- **The problem**
All of the data below is to be copied exactly.

□ □ □ □

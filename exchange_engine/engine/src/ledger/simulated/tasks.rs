//! In-memory compute task queue.
//!
//! A task completes once every named node has reported, or as soon as one node
//! reports a verification error.

use std::collections::BTreeMap;
use std::sync::{Arc, RwLock};

use async_trait::async_trait;
use tracing::{info, warn};

use crate::error::{ExchangeError, Result};
use crate::ledger::simulated::node_registry::MemoryNodeRegistry;
use crate::ledger::simulated::{poisoned, process_id};
use crate::ledger::{Message, Process, SignedMessage};
use crate::types::{NodeResult, PendingTask, Task, TaskInput};

struct TaskEntry {
    id: String,
    task_type: String,
    input: TaskInput,
    nodes: Vec<String>,
    results: BTreeMap<String, String>,
    verification_error: Option<String>,
}

impl TaskEntry {
    fn is_complete(&self) -> bool {
        self.verification_error.is_some() || self.nodes.iter().all(|node| self.results.contains_key(node))
    }

    fn to_task(&self) -> Task {
        Task {
            id: self.id.clone(),
            input_data: self.input.clone(),
            result: self.results.clone(),
            verification_error: self.verification_error.clone(),
        }
    }
}

pub struct MemoryTasks {
    id: String,
    computation_price: String,
    nodes: Arc<MemoryNodeRegistry>,
    tasks: RwLock<Vec<TaskEntry>>,
}

impl MemoryTasks {
    /// Results are only accepted from the wallet that registered the reporting node.
    pub fn new(computation_price: &str, nodes: Arc<MemoryNodeRegistry>) -> Self {
        MemoryTasks {
            id: process_id(),
            computation_price: computation_price.to_string(),
            nodes,
            tasks: RwLock::new(Vec::new()),
        }
    }

    pub fn id(&self) -> &str {
        &self.id
    }

    pub fn submitted(&self) -> usize {
        self.tasks.read().map(|tasks| tasks.len()).unwrap_or_default()
    }

    fn submit(&self, signed: &SignedMessage) -> Result<String> {
        let message = &signed.message;
        let task_type = message.require_tag("TaskType")?;
        let data_id = message.require_tag("DataId")?;
        message.require_tag("ComputeLimit")?;
        message.require_tag("MemoryLimit")?;
        let nodes: Vec<String> = serde_json::from_str(message.require_tag("ComputeNodes")?)
            .map_err(|_| ExchangeError::rejected("Submit", "invalid ComputeNodes"))?;
        let input: TaskInput = serde_json::from_str(message.require_data()?)
            .map_err(|_| ExchangeError::rejected("Submit", "invalid input data"))?;

        if nodes.is_empty() {
            return Err(ExchangeError::rejected("Submit", "no compute nodes named"));
        }
        if input.data_id != data_id {
            return Err(ExchangeError::rejected("Submit", "DataId tag does not match input"));
        }

        let mut tasks = self.tasks.write().map_err(poisoned)?;
        tasks.push(TaskEntry {
            id: signed.id.clone(),
            task_type: task_type.to_string(),
            input,
            nodes,
            results: BTreeMap::new(),
            verification_error: None,
        });
        info!(task_id = %signed.id, data_id, "task submitted");
        Ok(signed.id.clone())
    }

    fn report_result(&self, from: &str, message: &Message) -> Result<String> {
        let task_id = message.require_tag("TaskId")?;
        let node_name = message.require_tag("NodeName")?;
        if self.nodes.node_owner(node_name).as_deref() != Some(from) {
            return Err(ExchangeError::rejected("ReportResult", format!("{from} does not operate {node_name}")));
        }

        let mut tasks = self.tasks.write().map_err(poisoned)?;
        let task = tasks
            .iter_mut()
            .find(|task| task.id == task_id)
            .ok_or_else(|| ExchangeError::rejected("ReportResult", format!("task {task_id} not found")))?;
        if !task.nodes.iter().any(|node| node == node_name) {
            return Err(ExchangeError::rejected("ReportResult", format!("{node_name} is not assigned to {task_id}")));
        }
        if task.is_complete() {
            return Err(ExchangeError::rejected("ReportResult", format!("task {task_id} already completed")));
        }

        if let Some(reason) = message.get_tag("VerificationError") {
            warn!(task_id, node = node_name, reason, "node flagged task");
            task.verification_error = Some(format!("{node_name}: {reason}"));
            return Ok("Recorded".into());
        }

        let payload = message.require_data()?;
        serde_json::from_str::<NodeResult>(payload)
            .map_err(|_| ExchangeError::rejected("ReportResult", "invalid result payload"))?;
        task.results.insert(node_name.to_string(), payload.to_string());
        if task.is_complete() {
            info!(task_id, "task completed");
        }
        Ok("Recorded".into())
    }
}

#[async_trait]
impl Process for MemoryTasks {
    async fn send(&self, signed: SignedMessage) -> Result<String> {
        let from = signed.verify()?;
        match signed.message.action.as_str() {
            "Submit" => self.submit(&signed),
            "ReportResult" => self.report_result(&from, &signed.message),
            other => Err(ExchangeError::rejected(other, "unknown action")),
        }
    }

    async fn dryrun(&self, message: Message) -> Result<String> {
        match message.action.as_str() {
            "ComputationPrice" => Ok(self.computation_price.clone()),
            "GetCompletedTaskById" => {
                let task_id = message.require_tag("TaskId")?;
                let tasks = self.tasks.read().map_err(poisoned)?;
                match tasks.iter().find(|task| task.id == task_id && task.is_complete()) {
                    Some(task) => Ok(serde_json::to_string(&task.to_task())?),
                    None => Ok("{}".into()),
                }
            }
            "GetPendingTasks" => {
                let node_name = message.require_tag("NodeName")?;
                let tasks = self.tasks.read().map_err(poisoned)?;
                let pending: Vec<PendingTask> = tasks
                    .iter()
                    .filter(|task| {
                        !task.is_complete()
                            && task.nodes.iter().any(|node| node == node_name)
                            && !task.results.contains_key(node_name)
                    })
                    .map(|task| PendingTask {
                        id: task.id.clone(),
                        task_type: task.task_type.clone(),
                        input_data: task.input.clone(),
                    })
                    .collect();
                Ok(serde_json::to_string(&pending)?)
            }
            other => Err(ExchangeError::rejected(other, "not available as a dry run")),
        }
    }
}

□ □ □ □

- **Answer to the problem**
filename exchange_engine/engine/src/ledger/simulated/tasks.rs
//! In-memory compute task queue.
//!
//! A task completes once every named node has reported, or as soon as one node
//! reports a verification error.

use std::collections::BTreeMap;
use std::sync::{Arc, RwLock};

use async_trait::async_trait;
use tracing::{info, warn};

use crate::error::{ExchangeError, Result};
use crate::ledger::simulated::node_registry::MemoryNodeRegistry;
use crate::ledger::simulated::{poisoned, process_id};
use crate::ledger::{Message, Process, SignedMessage};
use crate::types::{NodeResult, PendingTask, Task, TaskInput};

struct TaskEntry {
    id: String,
    task_type: String,
    input: TaskInput,
    nodes: Vec<String>,
    results: BTreeMap<String, String>,
    verification_error: Option<String>,
}

impl TaskEntry {
    fn is_complete(&self) -> bool {
        self.verification_error.is_some() || self.nodes.iter().all(|node| self.results.contains_key(node))
    }

    fn to_task(&self) -> Task {
        Task {
            id: self.id.clone(),
            input_data: self.input.clone(),
            result: self.results.clone(),
            verification_error: self.verification_error.clone(),
        }
    }
}

pub struct MemoryTasks {
    id: String,
    computation_price: String,
    nodes: Arc<MemoryNodeRegistry>,
    tasks: RwLock<Vec<TaskEntry>>,
}

impl MemoryTasks {
    /// Results are only accepted from the wallet that registered the reporting node.
    pub fn new(computation_price: &str, nodes: Arc<MemoryNodeRegistry>) -> Self {
        MemoryTasks {
            id: process_id(),
            computation_price: computation_price.to_string(),
            nodes,
            tasks: RwLock::new(Vec::new()),
        }
    }

    pub fn id(&self) -> &str {
        &self.id
    }

    pub fn submitted(&self) -> usize {
        self.tasks.read().map(|tasks| tasks.len()).unwrap_or_default()
    }

    fn submit(&self, signed: &SignedMessage) -> Result<String> {
        let message = &signed.message;
        let task_type = message.require_tag("TaskType")?;
        let data_id = message.require_tag("DataId")?;
        message.require_tag("ComputeLimit")?;
        message.require_tag("MemoryLimit")?;
        let nodes: Vec<String> = serde_json::from_str(message.require_tag("ComputeNodes")?)
            .map_err(|_| ExchangeError::rejected("Submit", "invalid ComputeNodes"))?;
        let input: TaskInput = serde_json::from_str(message.require_data()?)
            .map_err(|_| ExchangeError::rejected("Submit", "invalid input data"))?;

        if nodes.is_empty() {
            return Err(ExchangeError::rejected("Submit", "no compute nodes named"));
        }
        if input.data_id != data_id {
            return Err(ExchangeError::rejected("Submit", "DataId tag does not match input"));
        }

        let mut tasks = self.tasks.write().map_err(poisoned)?;
        tasks.push(TaskEntry {
            id: signed.id.clone(),
            task_type: task_type.to_string(),
            input,
            nodes,
            results: BTreeMap::new(),
            verification_error: None,
        });
        info!(task_id = %signed.id, data_id, "task submitted");
        Ok(signed.id.clone())
    }

    fn report_result(&self, from: &str, message: &Message) -> Result<String> {
        let task_id = message.require_tag("TaskId")?;
        let node_name = message.require_tag("NodeName")?;
        if self.nodes.node_owner(node_name).as_deref() != Some(from) {
            return Err(ExchangeError::rejected("ReportResult", format!("{from} does not operate {node_name}")));
        }

        let mut tasks = self.tasks.write().map_err(poisoned)?;
        let task = tasks
            .iter_mut()
            .find(|task| task.id == task_id)
            .ok_or_else(|| ExchangeError::rejected("ReportResult", format!("task {task_id} not found")))?;
        if !task.nodes.iter().any(|node| node == node_name) {
            return Err(ExchangeError::rejected("ReportResult", format!("{node_name} is not assigned to {task_id}")));
        }
        if task.is_complete() {
            return Err(ExchangeError::rejected("ReportResult", format!("task {task_id} already completed")));
        }

        if let Some(reason) = message.get_tag("VerificationError") {
            warn!(task_id, node = node_name, reason, "node flagged task");
            task.verification_error = Some(format!("{node_name}: {reason}"));
            return Ok("Recorded".into());
        }

        let payload = message.require_data()?;
        serde_json::from_str::<NodeResult>(payload)
            .map_err(|_| ExchangeError::rejected("ReportResult", "invalid result payload"))?;
        task.results.insert(node_name.to_string(), payload.to_string());
        if task.is_complete() {
            info!(task_id, "task completed");
        }
        Ok("Recorded".into())
    }
}

#[async_trait]
impl Process for MemoryTasks {
    async fn send(&self, signed: SignedMessage) -> Result<String> {
        let from = signed.verify()?;
        match signed.message.action.as_str() {
            "Submit" => self.submit(&signed),
            "ReportResult" => self.report_result(&from, &signed.message),
            other => Err(ExchangeError::rejected(other, "unknown action")),
        }
    }

    async fn dryrun(&self, message: Message) -> Result<String> {
        match message.action.as_str() {
            "ComputationPrice" => Ok(self.computation_price.clone()),
            "GetCompletedTaskById" => {
                let task_id = message.require_tag("TaskId")?;
                let tasks = self.tasks.read().map_err(poisoned)?;
                match tasks.iter().find(|task| task.id == task_id && task.is_complete()) {
                    Some(task) => Ok(serde_json::to_string(&task.to_task())?),
                    None => Ok("{}".into()),
                }
            }
            "GetPendingTasks" => {
                let node_name = message.require_tag("NodeName")?;
                let tasks = self.tasks.read().map_err(poisoned)?;
                let pending: Vec<PendingTask> = tasks
                    .iter()
                    .filter(|task| {
                        !task.is_complete()
                            && task.nodes.iter().any(|node| node == node_name)
                            && !task.results.contains_key(node_name)
                    })
                    .map(|task| PendingTask {
                        id: task.id.clone(),
                        task_type: task.task_type.clone(),
                        input_data: task.input.clone(),
                    })
                    .collect();
                Ok(serde_json::to_string(&pending)?)
            }
            other => Err(ExchangeError::rejected(other, "not available as a dry run")),
        }
    }
}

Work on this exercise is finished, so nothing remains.